Takıntı hastalığı; zihne musallat olan istenmeyen düşünceler (obsesyonlar) ve bu düşünceleri bastırmak için yapılan tekrar eden davranışlarla (kompulsiyonlar) kendini gösteriyor. Elini defalarca yıkayanlar, kapıları sürekli kilitleyip tekrar kontrol edenler, simetri bozulduğunda içi daralanlar… Hepsi aynı içsel savaşın farklı cephelerinde savaşıyor.
Bu hastalık çoğu zaman dışarıdan “abartı” gibi görülür. Ama aslında kişinin kendi içindeki kontrol kaybının dramatik bir yansımasıdır. Sadece düşünceleri değil, hayatın akışını da yönetir hale gelir. Çünkü kişi sürekli tetiktedir. Aklında hep “ya şöyle olursa, ya böyle olursa” soruları döner durur. Ve beyin, o bitmek bilmeyen döngüde sıkışıp kalır.
Toplumda “takıntılı” olmak çoğu zaman romantize edilir: “Aşkta takıntılıyım”, “temizlik takıntım var” gibi ifadelerle… Oysa gerçek OKB hastaları bu ifadeleri duyunca içten içe acı çeker. Çünkü bu, onların günlük yaşamlarını altüst eden, ilişkilerini zedeleyen, özgürlüklerini ellerinden alan ciddi bir psikolojik rahatsızlıktır.
Peki çözüm var mı?
Elbette var. Psikoterapi (özellikle bilişsel davranışçı terapi) ve bazı durumlarda ilaç tedavisi, OKB’yi kontrol altına almada oldukça etkilidir. Ancak en büyük iyileşme, bu hastalığın fark edilip utanılacak bir şey olmadığının bilinmesiyle başlar.

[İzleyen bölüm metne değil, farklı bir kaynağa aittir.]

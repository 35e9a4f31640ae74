//! Configuration for camera behavior tuning
//!
//! Animation timings and zoom limits are the knobs product teams tune most
//! often, so they are grouped here and can be loaded from a JSON profile.

use crate::core::camera::CameraPosition;
use crate::core::constants;
use crate::core::geo::GeoPoint;
use serde::{Deserialize, Serialize};
use std::time::Duration;

#[derive(Debug, Clone, PartialEq, Serialize, Deserialize)]
#[serde(default)]
pub struct CameraOptions {
    /// Camera target published until a real fix arrives
    pub default_center: GeoPoint,
    pub default_zoom: f64,
    pub min_zoom: f64,
    pub max_zoom: f64,
    /// Step used by `zoom_in`/`zoom_out`
    pub zoom_delta: f64,
    pub animate_duration_ms: u64,
    pub zoom_duration_ms: u64,
    pub recenter_duration_ms: u64,
    pub fit_duration_ms: u64,
    /// Extra inset added to every bounds fit, in device-independent units
    pub fit_inset: f64,
}

impl Default for CameraOptions {
    fn default() -> Self {
        let (lat, lng) = constants::DEFAULT_CENTER;
        Self {
            default_center: GeoPoint::new(lat, lng),
            default_zoom: constants::DEFAULT_ZOOM,
            min_zoom: constants::MIN_ZOOM,
            max_zoom: constants::MAX_ZOOM,
            zoom_delta: constants::ZOOM_DELTA,
            animate_duration_ms: constants::ANIMATE_DURATION_MS,
            zoom_duration_ms: constants::ZOOM_DURATION_MS,
            recenter_duration_ms: constants::RECENTER_DURATION_MS,
            fit_duration_ms: constants::FIT_DURATION_MS,
            fit_inset: constants::FIT_INSET,
        }
    }
}

impl CameraOptions {
    /// Loads a tuning profile from JSON; missing fields keep their defaults
    pub fn from_json(json: &str) -> crate::Result<Self> {
        Ok(serde_json::from_str(json)?)
    }

    pub fn clamp_zoom(&self, zoom: f64) -> f64 {
        zoom.clamp(self.min_zoom, self.max_zoom)
    }

    /// The pose published before any surface is bound and after `reset()`
    pub fn default_position(&self) -> CameraPosition {
        CameraPosition::new(self.default_center, self.default_zoom)
    }

    pub fn animate_duration(&self) -> Duration {
        Duration::from_millis(self.animate_duration_ms)
    }

    pub fn zoom_duration(&self) -> Duration {
        Duration::from_millis(self.zoom_duration_ms)
    }

    pub fn recenter_duration(&self) -> Duration {
        Duration::from_millis(self.recenter_duration_ms)
    }

    pub fn fit_duration(&self) -> Duration {
        Duration::from_millis(self.fit_duration_ms)
    }
}

#[cfg(test)]
mod tests {
    use super::*;

    #[test]
    fn test_defaults() {
        let options = CameraOptions::default();
        assert_eq!(options.min_zoom, constants::MIN_ZOOM);
        assert_eq!(options.max_zoom, constants::MAX_ZOOM);
        assert_eq!(options.recenter_duration_ms, 300);
        assert_eq!(options.default_position().zoom, constants::DEFAULT_ZOOM);
    }

    #[test]
    fn test_clamp_zoom() {
        let options = CameraOptions::default();
        assert_eq!(options.clamp_zoom(25.0), options.max_zoom);
        assert_eq!(options.clamp_zoom(-3.0), options.min_zoom);
        assert_eq!(options.clamp_zoom(14.0), 14.0);
    }

    #[test]
    fn test_from_json_partial_profile() {
        let options = CameraOptions::from_json(r#"{"max_zoom": 18.0, "fit_inset": 32.0}"#).unwrap();
        assert_eq!(options.max_zoom, 18.0);
        assert_eq!(options.fit_inset, 32.0);
        // untouched fields keep their defaults
        assert_eq!(options.min_zoom, constants::MIN_ZOOM);
    }

    #[test]
    fn test_from_json_rejects_garbage() {
        assert!(CameraOptions::from_json("not json").is_err());
    }
}
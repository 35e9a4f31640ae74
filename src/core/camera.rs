use crate::core::geo::GeoPoint;
use serde::{Deserialize, Serialize};

/// Reserved viewport margin, in device-independent units, that the engine
/// keeps clear of camera content when centering
#[derive(Debug, Clone, Copy, PartialEq, Default, Serialize, Deserialize)]
pub struct Padding {
    pub left: f64,
    pub top: f64,
    pub right: f64,
    pub bottom: f64,
}

impl Padding {
    pub const ZERO: Padding = Padding {
        left: 0.0,
        top: 0.0,
        right: 0.0,
        bottom: 0.0,
    };

    pub fn new(left: f64, top: f64, right: f64, bottom: f64) -> Self {
        Self {
            left,
            top,
            right,
            bottom,
        }
    }

    /// Uniform padding on all four sides
    pub fn all(value: f64) -> Self {
        Self::new(value, value, value, value)
    }

    /// Horizontal offset of the padded area's center from the viewport center
    pub fn offset_x(&self) -> f64 {
        (self.left - self.right) / 2.0
    }

    /// Vertical offset of the padded area's center from the viewport center
    pub fn offset_y(&self) -> f64 {
        (self.top - self.bottom) / 2.0
    }

    /// Returns padding with every side scaled (dp to px conversion)
    pub fn scaled(&self, factor: f64) -> Self {
        Self::new(
            self.left * factor,
            self.top * factor,
            self.right * factor,
            self.bottom * factor,
        )
    }

    /// Returns padding with every side grown by `amount`
    pub fn grown(&self, amount: f64) -> Self {
        Self::new(
            self.left + amount,
            self.top + amount,
            self.right + amount,
            self.bottom + amount,
        )
    }

    /// Returns padding with every side capped at `limit`
    pub fn capped(&self, limit: f64) -> Self {
        Self::new(
            self.left.min(limit),
            self.top.min(limit),
            self.right.min(limit),
            self.bottom.min(limit),
        )
    }
}

/// The camera pose published by the controller. Updated only by the
/// controller, never mutated by UI.
#[derive(Debug, Clone, Copy, PartialEq, Serialize, Deserialize)]
pub struct CameraPosition {
    pub target: GeoPoint,
    pub zoom: f64,
    pub bearing: f64,
    pub tilt: f64,
    pub padding: Padding,
}

impl CameraPosition {
    pub fn new(target: GeoPoint, zoom: f64) -> Self {
        Self {
            target,
            zoom,
            bearing: 0.0,
            tilt: 0.0,
            padding: Padding::ZERO,
        }
    }
}

impl Default for CameraPosition {
    fn default() -> Self {
        Self::new(GeoPoint::ZERO, 0.0)
    }
}

/// Camera-target state while it is being dragged or animated, independent of
/// the committed CameraPosition
#[derive(Debug, Clone, Copy, PartialEq, Serialize, Deserialize)]
pub struct MarkerState {
    pub point: GeoPoint,
    pub is_moving: bool,
    pub is_by_user: bool,
}

impl MarkerState {
    pub const INITIAL: MarkerState = MarkerState {
        point: GeoPoint::ZERO,
        is_moving: false,
        is_by_user: false,
    };

    pub fn moving(point: GeoPoint, by_user: bool) -> Self {
        Self {
            point,
            is_moving: true,
            is_by_user: by_user,
        }
    }

    pub fn settled(point: GeoPoint) -> Self {
        Self {
            point,
            is_moving: false,
            is_by_user: false,
        }
    }
}

impl Default for MarkerState {
    fn default() -> Self {
        Self::INITIAL
    }
}

/// Partial camera pose handed to the surface primitives. Unset fields keep
/// their current engine value.
#[derive(Debug, Clone, Copy, PartialEq, Default)]
pub struct CameraUpdate {
    pub target: Option<GeoPoint>,
    pub zoom: Option<f64>,
    pub bearing: Option<f64>,
    pub tilt: Option<f64>,
    pub padding: Option<Padding>,
}

impl CameraUpdate {
    pub fn new() -> Self {
        Self::default()
    }

    pub fn with_target(mut self, target: GeoPoint) -> Self {
        self.target = Some(target);
        self
    }

    pub fn with_zoom(mut self, zoom: f64) -> Self {
        self.zoom = Some(zoom);
        self
    }

    pub fn with_bearing(mut self, bearing: f64) -> Self {
        self.bearing = Some(bearing);
        self
    }

    pub fn with_tilt(mut self, tilt: f64) -> Self {
        self.tilt = Some(tilt);
        self
    }

    pub fn with_padding(mut self, padding: Padding) -> Self {
        self.padding = Some(padding);
        self
    }

    /// Resolves this update against the current pose
    pub fn applied_to(&self, pose: CameraPosition) -> CameraPosition {
        CameraPosition {
            target: self.target.unwrap_or(pose.target),
            zoom: self.zoom.unwrap_or(pose.zoom),
            bearing: self.bearing.unwrap_or(pose.bearing),
            tilt: self.tilt.unwrap_or(pose.tilt),
            padding: self.padding.unwrap_or(pose.padding),
        }
    }
}
//! Engine selection.
//!
//! The provider is the controller's creator: given the configured engine
//! and the live engine binding, it assembles the matching surface adapter
//! and a controller tuned with the shared [`CameraOptions`].

use crate::controller::CameraController;
use crate::core::config::CameraOptions;
use crate::surface::{GlMapHandle, GlSurface, MapSurface, TileMapHandle, TileSurface};
use std::sync::Arc;

/// The two supported native map engines
#[derive(Debug, Clone, Copy, PartialEq, Eq)]
pub enum MapEngine {
    Gl,
    Tile,
}

/// Live engine binding, matching one of the [`MapEngine`] variants
pub enum EngineHandle {
    Gl(Arc<dyn GlMapHandle>),
    Tile(Arc<dyn TileMapHandle>),
}

pub struct MapProvider {
    engine: MapEngine,
    options: CameraOptions,
}

impl MapProvider {
    pub fn new(engine: MapEngine, options: CameraOptions) -> Self {
        Self { engine, options }
    }

    pub fn engine(&self) -> MapEngine {
        self.engine
    }

    pub fn options(&self) -> &CameraOptions {
        &self.options
    }

    /// Builds the surface/controller pair for the configured engine.
    ///
    /// Panics when `handle` belongs to the other engine: that is incorrect
    /// wiring, not a runtime condition.
    pub fn create(&self, handle: EngineHandle) -> (CameraController, Arc<dyn MapSurface>) {
        let surface: Arc<dyn MapSurface> = match (self.engine, handle) {
            (MapEngine::Gl, EngineHandle::Gl(handle)) => Arc::new(GlSurface::new(handle)),
            (MapEngine::Tile, EngineHandle::Tile(handle)) => Arc::new(TileSurface::new(
                handle,
                (self.options.min_zoom, self.options.max_zoom),
            )),
            (engine, _) => panic!("engine handle does not match configured engine {engine:?}"),
        };
        (CameraController::new(self.options.clone()), surface)
    }
}

#[cfg(test)]
mod tests {
    use super::*;
    use crate::core::camera::CameraPosition;
    use crate::core::geo::GeoPoint;
    use crate::surface::{GlCall, TileCall};

    struct NullGlHandle;

    impl GlMapHandle for NullGlHandle {
        fn submit(&self, _call: GlCall) -> crate::Result<()> {
            Ok(())
        }

        fn camera(&self) -> CameraPosition {
            CameraPosition::default()
        }
    }

    struct NullTileHandle;

    impl TileMapHandle for NullTileHandle {
        fn submit(&self, _call: TileCall) -> crate::Result<()> {
            Ok(())
        }

        fn center(&self) -> GeoPoint {
            GeoPoint::ZERO
        }

        fn zoom(&self) -> f64 {
            0.0
        }

        fn bearing(&self) -> f64 {
            0.0
        }

        fn tilt(&self) -> f64 {
            0.0
        }
    }

    #[test]
    fn test_creates_matching_pair() {
        let provider = MapProvider::new(MapEngine::Gl, CameraOptions::default());
        let (_, surface) = provider.create(EngineHandle::Gl(Arc::new(NullGlHandle)));
        // Downcast succeeds for the configured engine
        let _ = surface.as_gl();
    }

    #[test]
    #[should_panic(expected = "does not match configured engine")]
    fn test_mismatched_handle_panics() {
        let provider = MapProvider::new(MapEngine::Gl, CameraOptions::default());
        let _ = provider.create(EngineHandle::Tile(Arc::new(NullTileHandle)));
    }

    #[test]
    #[should_panic(expected = "not backed by the GL engine")]
    fn test_wrong_engine_downcast_panics() {
        let provider = MapProvider::new(MapEngine::Tile, CameraOptions::default());
        let (_, surface) = provider.create(EngineHandle::Tile(Arc::new(NullTileHandle)));
        let _ = surface.as_gl();
    }
}
//! # mapcam
//!
//! Provider-agnostic camera controller for interactive map surfaces.
//!
//! The controller drives one native map engine's camera through a uniform
//! command API (move, animate, fit bounds, zoom, padding) and publishes a
//! uniform observable state (camera pose, marker state, readiness),
//! reconciling user gestures, programmatic animations and padding updates
//! into a single consistent stream. Two structurally different engines are
//! supported behind one surface contract.

pub mod controller;
pub mod core;
pub mod prelude;
pub mod provider;
pub mod surface;

pub use crate::core::constants;

// Re-export public API
pub use controller::CameraController;
pub use core::{
    camera::{CameraPosition, CameraUpdate, MarkerState, Padding},
    config::CameraOptions,
    geo::{GeoBounds, GeoPoint},
};
pub use provider::{EngineHandle, MapEngine, MapProvider};
pub use surface::{MapSurface, MoveReason, SurfaceEvent};

/// Result type used throughout the library
pub type Result<T> = std::result::Result<T, CameraError>;

/// Common error types
#[derive(Debug, thiserror::Error)]
pub enum CameraError {
    /// The engine binding behind a surface is gone
    #[error("map surface is gone: {0}")]
    SurfaceGone(String),

    #[error("configuration error: {0}")]
    Config(#[from] serde_json::Error),
}

/// Error type alias for convenience
pub type Error = CameraError;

Unutmayın, OKB bir kişilik özelliği değil; tedavi edilebilir bir hastalıktır. Sevdiklerimize “takıntılısın” demeden önce bir durup düşünelim. Belki de onlar, kendi içlerinde görünmez zincirlerle boğuşuyordur.
Ve sen… Evet, zihninde her şeyi kontrol etmeye çalışan güzel insan… Her şey senin sorumluluğunda değil. Bazen akışına bırakmak da bir zaferdir. Unutma: Sen sadece düşüncelerinden ibaret değilsin.